- **What is expected**: In the records below, find each line that holds "filename" and return it.

Stored items:
::::

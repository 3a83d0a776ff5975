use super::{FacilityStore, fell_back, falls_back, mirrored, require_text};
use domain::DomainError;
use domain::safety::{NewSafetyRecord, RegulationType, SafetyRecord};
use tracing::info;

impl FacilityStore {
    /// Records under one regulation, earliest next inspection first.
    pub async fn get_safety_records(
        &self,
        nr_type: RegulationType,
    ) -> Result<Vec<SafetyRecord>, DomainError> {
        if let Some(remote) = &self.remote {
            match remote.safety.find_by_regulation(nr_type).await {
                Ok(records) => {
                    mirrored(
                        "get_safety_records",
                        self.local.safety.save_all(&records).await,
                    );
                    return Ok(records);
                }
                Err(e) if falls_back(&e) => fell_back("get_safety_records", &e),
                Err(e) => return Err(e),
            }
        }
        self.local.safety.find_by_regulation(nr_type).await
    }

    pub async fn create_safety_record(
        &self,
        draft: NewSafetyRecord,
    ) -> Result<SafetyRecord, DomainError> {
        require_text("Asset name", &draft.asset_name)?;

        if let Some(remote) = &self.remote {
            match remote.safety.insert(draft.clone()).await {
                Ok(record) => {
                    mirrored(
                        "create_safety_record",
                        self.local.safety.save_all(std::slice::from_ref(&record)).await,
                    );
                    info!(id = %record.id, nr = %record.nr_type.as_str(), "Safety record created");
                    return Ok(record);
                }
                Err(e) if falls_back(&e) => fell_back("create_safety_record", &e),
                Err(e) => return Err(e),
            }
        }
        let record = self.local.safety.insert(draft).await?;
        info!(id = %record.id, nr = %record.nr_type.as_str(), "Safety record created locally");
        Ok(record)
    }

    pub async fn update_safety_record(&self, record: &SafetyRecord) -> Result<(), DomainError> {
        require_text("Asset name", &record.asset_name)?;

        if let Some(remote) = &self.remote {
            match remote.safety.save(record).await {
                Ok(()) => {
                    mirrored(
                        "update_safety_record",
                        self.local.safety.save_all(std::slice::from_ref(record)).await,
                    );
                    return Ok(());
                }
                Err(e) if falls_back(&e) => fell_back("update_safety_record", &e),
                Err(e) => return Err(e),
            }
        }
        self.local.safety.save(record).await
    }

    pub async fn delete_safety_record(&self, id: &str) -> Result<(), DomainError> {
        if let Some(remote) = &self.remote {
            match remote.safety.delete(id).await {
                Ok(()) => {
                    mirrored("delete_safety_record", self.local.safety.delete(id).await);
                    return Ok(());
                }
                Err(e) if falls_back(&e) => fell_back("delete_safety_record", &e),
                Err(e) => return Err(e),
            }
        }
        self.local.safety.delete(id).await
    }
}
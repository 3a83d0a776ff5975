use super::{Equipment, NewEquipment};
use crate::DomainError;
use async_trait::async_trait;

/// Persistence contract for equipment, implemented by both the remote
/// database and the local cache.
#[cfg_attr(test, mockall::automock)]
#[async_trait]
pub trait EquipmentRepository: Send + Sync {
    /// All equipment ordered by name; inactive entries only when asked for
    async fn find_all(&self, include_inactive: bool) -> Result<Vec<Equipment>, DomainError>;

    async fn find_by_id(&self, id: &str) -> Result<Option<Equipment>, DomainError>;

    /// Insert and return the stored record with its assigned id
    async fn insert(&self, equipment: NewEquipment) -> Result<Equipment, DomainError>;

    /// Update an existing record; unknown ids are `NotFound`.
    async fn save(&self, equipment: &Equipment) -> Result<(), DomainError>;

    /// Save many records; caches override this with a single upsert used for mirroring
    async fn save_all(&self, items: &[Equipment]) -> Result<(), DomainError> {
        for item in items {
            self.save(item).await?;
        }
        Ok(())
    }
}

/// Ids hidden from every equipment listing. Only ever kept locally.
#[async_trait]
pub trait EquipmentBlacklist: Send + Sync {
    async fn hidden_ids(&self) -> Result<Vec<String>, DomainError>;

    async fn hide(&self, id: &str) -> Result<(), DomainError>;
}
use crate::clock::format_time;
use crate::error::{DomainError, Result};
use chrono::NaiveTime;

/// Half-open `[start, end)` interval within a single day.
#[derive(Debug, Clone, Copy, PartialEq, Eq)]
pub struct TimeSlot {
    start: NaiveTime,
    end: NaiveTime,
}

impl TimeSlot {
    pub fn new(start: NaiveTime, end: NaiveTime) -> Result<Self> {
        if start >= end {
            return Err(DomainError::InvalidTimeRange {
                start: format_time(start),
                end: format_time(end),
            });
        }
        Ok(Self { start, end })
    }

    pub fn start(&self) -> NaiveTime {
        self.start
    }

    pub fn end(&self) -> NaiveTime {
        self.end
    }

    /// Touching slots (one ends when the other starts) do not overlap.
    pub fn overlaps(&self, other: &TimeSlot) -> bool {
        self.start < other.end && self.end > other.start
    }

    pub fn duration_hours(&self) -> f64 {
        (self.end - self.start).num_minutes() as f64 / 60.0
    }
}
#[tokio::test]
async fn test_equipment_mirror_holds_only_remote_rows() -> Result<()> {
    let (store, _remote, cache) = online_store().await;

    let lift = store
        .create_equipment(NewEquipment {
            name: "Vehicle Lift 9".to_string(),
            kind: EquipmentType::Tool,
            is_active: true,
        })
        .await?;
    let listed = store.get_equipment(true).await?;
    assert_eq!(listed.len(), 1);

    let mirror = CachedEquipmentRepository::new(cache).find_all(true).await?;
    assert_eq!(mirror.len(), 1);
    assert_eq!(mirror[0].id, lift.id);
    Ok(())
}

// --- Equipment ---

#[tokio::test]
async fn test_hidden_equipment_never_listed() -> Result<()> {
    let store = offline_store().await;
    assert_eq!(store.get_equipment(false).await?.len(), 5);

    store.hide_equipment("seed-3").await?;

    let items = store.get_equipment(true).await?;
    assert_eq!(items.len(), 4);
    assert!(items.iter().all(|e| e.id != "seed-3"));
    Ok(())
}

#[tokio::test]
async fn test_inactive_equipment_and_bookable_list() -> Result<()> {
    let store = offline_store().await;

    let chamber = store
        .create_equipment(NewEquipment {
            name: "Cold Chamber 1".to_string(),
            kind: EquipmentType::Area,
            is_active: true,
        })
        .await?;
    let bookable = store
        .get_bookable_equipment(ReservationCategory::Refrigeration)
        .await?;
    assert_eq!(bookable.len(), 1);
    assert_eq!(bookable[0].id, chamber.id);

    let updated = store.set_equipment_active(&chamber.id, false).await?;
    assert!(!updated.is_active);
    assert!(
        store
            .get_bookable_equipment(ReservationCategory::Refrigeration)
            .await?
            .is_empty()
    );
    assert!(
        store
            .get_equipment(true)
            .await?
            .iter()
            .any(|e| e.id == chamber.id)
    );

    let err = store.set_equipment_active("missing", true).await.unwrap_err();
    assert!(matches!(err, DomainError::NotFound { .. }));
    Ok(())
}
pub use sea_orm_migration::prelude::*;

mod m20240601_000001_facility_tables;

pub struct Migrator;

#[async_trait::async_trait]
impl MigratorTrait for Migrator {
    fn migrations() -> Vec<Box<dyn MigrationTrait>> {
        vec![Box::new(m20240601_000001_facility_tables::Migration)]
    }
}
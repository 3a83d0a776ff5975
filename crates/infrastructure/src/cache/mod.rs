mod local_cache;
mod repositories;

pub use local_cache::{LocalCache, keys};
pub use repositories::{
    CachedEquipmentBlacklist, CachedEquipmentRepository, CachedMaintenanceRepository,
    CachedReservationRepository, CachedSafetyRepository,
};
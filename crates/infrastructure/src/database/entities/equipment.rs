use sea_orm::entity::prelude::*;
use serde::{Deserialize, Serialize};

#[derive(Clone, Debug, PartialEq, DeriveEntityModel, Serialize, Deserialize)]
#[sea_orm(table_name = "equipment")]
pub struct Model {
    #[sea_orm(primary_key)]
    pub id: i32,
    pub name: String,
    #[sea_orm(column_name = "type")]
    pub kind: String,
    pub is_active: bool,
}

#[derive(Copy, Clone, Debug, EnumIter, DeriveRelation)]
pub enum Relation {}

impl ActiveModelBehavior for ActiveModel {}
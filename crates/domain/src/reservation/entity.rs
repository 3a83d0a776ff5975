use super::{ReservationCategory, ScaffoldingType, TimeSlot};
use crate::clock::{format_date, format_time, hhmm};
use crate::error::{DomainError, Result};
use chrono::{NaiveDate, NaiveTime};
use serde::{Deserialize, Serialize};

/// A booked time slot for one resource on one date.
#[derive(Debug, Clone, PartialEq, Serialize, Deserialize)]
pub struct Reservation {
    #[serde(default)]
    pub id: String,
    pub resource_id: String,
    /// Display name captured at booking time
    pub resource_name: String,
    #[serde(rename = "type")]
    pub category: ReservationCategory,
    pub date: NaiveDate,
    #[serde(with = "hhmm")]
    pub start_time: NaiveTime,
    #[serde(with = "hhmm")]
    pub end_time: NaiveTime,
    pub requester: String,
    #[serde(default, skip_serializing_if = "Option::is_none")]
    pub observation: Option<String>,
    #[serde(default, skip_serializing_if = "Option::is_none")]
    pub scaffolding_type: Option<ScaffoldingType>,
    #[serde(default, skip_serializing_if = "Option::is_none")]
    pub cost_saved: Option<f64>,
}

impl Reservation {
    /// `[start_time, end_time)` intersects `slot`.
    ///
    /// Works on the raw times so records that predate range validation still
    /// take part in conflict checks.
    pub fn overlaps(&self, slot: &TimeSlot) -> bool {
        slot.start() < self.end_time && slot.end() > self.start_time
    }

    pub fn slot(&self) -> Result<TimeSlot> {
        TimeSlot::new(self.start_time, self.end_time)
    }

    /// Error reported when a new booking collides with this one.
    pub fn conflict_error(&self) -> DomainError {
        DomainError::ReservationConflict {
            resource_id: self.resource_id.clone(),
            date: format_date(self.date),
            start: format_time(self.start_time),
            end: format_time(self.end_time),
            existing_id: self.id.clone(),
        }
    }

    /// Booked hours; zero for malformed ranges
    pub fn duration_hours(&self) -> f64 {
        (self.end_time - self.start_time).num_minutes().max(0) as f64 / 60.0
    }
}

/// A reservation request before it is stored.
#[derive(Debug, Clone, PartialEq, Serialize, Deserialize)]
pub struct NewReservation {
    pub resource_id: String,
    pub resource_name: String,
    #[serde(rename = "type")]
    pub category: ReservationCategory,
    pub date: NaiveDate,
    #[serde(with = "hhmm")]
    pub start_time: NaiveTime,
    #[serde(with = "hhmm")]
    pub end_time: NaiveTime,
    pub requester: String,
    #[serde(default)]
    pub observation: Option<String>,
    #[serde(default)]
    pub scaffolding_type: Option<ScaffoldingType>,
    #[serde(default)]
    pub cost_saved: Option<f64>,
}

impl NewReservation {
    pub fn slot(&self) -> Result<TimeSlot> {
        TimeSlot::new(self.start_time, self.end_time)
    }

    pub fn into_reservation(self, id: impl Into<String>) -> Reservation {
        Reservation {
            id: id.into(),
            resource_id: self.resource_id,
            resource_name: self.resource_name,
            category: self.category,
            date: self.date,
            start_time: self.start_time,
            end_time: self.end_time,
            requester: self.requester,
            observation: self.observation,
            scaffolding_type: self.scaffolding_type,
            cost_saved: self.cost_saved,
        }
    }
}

::::

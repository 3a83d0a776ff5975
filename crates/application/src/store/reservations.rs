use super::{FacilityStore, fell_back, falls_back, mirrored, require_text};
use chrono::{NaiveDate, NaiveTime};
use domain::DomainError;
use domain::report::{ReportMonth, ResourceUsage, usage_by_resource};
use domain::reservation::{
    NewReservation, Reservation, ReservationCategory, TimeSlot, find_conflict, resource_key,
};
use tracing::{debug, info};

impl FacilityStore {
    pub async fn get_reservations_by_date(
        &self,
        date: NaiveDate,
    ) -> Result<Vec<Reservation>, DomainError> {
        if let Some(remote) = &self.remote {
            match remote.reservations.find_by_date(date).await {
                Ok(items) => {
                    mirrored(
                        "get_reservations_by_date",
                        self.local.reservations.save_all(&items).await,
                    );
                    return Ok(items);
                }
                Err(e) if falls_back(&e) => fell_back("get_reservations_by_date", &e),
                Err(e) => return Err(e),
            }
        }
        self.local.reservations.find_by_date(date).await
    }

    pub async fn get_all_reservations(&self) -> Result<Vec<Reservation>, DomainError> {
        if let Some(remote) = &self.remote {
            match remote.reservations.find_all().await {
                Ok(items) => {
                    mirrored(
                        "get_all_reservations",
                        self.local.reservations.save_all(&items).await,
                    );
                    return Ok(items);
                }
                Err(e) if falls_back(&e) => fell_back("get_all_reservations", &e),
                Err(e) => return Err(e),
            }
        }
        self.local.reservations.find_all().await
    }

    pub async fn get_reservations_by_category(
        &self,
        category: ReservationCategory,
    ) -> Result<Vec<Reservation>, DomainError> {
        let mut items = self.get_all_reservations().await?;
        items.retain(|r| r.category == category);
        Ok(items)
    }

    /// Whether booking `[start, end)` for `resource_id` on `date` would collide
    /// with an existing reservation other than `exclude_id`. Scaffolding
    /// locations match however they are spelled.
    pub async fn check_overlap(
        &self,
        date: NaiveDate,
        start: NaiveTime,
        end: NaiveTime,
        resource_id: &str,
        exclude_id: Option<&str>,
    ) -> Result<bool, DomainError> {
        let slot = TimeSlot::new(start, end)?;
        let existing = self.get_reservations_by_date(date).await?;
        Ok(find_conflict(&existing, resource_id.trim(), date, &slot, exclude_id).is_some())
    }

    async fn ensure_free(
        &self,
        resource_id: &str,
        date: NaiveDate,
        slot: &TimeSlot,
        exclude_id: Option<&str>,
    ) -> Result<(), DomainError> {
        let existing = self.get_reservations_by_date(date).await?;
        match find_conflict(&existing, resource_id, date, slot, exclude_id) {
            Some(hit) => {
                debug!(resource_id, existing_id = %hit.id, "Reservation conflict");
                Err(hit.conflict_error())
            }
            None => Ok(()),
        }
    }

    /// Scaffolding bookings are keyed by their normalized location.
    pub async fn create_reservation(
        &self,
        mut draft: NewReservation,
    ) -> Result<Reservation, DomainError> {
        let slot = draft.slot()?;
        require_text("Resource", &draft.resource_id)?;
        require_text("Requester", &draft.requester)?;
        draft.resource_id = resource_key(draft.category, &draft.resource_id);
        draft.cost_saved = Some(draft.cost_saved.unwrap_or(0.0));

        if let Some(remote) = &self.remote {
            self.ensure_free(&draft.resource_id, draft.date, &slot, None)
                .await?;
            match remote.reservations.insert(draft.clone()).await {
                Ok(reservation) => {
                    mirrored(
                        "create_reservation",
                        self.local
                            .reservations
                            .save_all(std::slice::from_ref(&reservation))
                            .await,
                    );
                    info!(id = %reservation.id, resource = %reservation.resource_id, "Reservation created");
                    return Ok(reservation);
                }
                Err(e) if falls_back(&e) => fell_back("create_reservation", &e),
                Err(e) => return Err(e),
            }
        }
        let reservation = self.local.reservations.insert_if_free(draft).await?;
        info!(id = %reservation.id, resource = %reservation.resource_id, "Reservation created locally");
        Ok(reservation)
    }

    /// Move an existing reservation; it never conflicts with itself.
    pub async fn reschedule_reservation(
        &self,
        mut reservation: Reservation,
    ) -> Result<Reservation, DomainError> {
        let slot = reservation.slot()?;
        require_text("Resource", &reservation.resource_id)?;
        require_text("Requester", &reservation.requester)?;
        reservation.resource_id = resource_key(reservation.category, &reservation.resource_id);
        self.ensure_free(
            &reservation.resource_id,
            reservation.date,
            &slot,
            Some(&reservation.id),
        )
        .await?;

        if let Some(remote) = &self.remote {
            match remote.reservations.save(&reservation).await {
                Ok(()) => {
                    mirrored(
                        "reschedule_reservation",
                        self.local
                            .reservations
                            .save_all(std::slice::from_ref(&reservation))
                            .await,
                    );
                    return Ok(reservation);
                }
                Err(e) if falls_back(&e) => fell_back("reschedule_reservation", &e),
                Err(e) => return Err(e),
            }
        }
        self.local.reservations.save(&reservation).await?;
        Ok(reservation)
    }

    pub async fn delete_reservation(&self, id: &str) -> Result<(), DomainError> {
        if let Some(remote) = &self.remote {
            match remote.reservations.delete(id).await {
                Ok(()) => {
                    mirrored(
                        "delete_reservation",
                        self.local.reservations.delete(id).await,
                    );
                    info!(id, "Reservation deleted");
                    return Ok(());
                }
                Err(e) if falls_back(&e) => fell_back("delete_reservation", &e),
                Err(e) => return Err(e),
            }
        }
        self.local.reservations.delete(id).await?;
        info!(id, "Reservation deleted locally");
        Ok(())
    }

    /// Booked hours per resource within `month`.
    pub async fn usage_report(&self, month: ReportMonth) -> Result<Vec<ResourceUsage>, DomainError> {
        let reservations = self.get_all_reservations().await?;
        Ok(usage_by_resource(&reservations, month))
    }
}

::::

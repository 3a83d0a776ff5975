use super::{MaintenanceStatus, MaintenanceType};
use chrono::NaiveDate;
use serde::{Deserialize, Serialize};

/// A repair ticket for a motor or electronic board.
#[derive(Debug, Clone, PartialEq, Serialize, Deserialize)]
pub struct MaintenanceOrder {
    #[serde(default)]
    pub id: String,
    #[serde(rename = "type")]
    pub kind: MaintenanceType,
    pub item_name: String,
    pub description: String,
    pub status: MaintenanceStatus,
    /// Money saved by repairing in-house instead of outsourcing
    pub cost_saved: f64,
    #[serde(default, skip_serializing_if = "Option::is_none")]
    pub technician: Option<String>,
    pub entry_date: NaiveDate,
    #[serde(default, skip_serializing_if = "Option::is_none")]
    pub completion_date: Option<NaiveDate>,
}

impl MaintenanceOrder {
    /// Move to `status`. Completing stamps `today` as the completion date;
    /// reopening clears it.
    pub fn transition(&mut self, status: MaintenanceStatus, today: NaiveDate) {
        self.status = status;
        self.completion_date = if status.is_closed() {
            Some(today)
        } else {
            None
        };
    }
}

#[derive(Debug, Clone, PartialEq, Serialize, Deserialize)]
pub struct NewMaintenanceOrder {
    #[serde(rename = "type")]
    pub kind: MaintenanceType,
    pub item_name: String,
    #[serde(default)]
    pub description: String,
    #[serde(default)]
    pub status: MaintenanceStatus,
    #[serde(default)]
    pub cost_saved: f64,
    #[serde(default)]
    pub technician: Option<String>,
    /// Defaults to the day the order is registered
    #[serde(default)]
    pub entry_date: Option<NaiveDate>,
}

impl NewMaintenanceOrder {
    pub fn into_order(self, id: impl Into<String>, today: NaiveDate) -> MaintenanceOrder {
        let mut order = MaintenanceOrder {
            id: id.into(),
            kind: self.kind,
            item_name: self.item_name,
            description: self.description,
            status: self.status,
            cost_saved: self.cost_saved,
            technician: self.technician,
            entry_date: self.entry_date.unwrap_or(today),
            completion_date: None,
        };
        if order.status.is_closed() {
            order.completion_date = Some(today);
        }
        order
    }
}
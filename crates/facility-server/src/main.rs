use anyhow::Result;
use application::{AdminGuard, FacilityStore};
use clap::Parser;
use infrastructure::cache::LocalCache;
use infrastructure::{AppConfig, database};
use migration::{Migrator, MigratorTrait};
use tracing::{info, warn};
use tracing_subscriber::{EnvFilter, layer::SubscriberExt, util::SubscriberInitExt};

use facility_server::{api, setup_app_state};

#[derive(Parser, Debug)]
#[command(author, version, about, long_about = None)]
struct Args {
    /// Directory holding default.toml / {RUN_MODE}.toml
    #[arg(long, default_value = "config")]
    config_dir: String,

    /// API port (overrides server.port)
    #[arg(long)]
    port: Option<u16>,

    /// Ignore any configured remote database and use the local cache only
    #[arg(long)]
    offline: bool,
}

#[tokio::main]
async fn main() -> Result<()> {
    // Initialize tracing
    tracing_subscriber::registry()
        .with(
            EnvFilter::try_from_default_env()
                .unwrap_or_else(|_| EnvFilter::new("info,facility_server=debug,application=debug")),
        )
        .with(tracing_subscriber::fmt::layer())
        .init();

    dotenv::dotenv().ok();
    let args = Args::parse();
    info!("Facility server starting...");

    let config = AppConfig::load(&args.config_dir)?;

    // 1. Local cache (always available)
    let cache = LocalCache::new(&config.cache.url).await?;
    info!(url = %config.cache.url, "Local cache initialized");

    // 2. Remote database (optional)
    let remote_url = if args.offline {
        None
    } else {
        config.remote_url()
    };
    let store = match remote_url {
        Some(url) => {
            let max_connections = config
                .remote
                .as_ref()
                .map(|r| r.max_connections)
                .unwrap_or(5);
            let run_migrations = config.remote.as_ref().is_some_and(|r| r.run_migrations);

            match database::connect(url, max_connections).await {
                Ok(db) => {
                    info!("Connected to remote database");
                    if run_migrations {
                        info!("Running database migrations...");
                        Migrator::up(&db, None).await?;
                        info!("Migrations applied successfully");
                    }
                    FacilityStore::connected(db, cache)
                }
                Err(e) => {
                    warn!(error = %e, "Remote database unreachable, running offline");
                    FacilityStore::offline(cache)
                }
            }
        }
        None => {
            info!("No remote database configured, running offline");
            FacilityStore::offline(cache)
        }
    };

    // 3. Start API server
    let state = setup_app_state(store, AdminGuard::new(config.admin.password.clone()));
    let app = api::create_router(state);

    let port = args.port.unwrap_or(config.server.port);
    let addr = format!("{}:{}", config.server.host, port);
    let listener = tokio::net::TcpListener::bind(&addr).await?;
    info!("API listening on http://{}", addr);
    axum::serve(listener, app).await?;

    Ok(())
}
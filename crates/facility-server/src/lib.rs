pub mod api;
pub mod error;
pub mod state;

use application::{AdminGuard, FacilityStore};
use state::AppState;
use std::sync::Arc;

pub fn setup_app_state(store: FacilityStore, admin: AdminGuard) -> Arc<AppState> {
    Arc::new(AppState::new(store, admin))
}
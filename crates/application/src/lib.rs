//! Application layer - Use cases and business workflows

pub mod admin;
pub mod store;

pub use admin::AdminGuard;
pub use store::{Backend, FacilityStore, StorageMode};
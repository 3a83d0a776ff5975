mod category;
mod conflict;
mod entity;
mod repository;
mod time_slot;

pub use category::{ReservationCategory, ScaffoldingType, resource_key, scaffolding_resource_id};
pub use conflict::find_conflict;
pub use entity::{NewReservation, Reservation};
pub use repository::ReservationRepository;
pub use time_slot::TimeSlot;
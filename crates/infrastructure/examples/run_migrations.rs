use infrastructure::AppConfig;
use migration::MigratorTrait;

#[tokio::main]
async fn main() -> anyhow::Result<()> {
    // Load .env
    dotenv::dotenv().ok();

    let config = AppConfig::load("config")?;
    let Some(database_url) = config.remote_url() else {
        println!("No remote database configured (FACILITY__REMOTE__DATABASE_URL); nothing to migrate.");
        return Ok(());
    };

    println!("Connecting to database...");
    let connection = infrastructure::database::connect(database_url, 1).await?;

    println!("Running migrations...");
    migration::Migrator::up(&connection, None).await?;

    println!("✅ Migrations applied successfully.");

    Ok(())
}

::::

- **Result for this exercise**:
filename crates/infrastructure/src/cache/mod.rs
filename crates/infrastructure/src/database/entities/equipment.rs
filename crates/domain/src/reservation/entity.rs
filename crates/application/src/store/reservations.rs
filename crates/facility-server/src/main.rs
filename crates/facility-server/src/lib.rs
filename crates/application/src/lib.rs
filename crates/infrastructure/examples/run_migrations.rs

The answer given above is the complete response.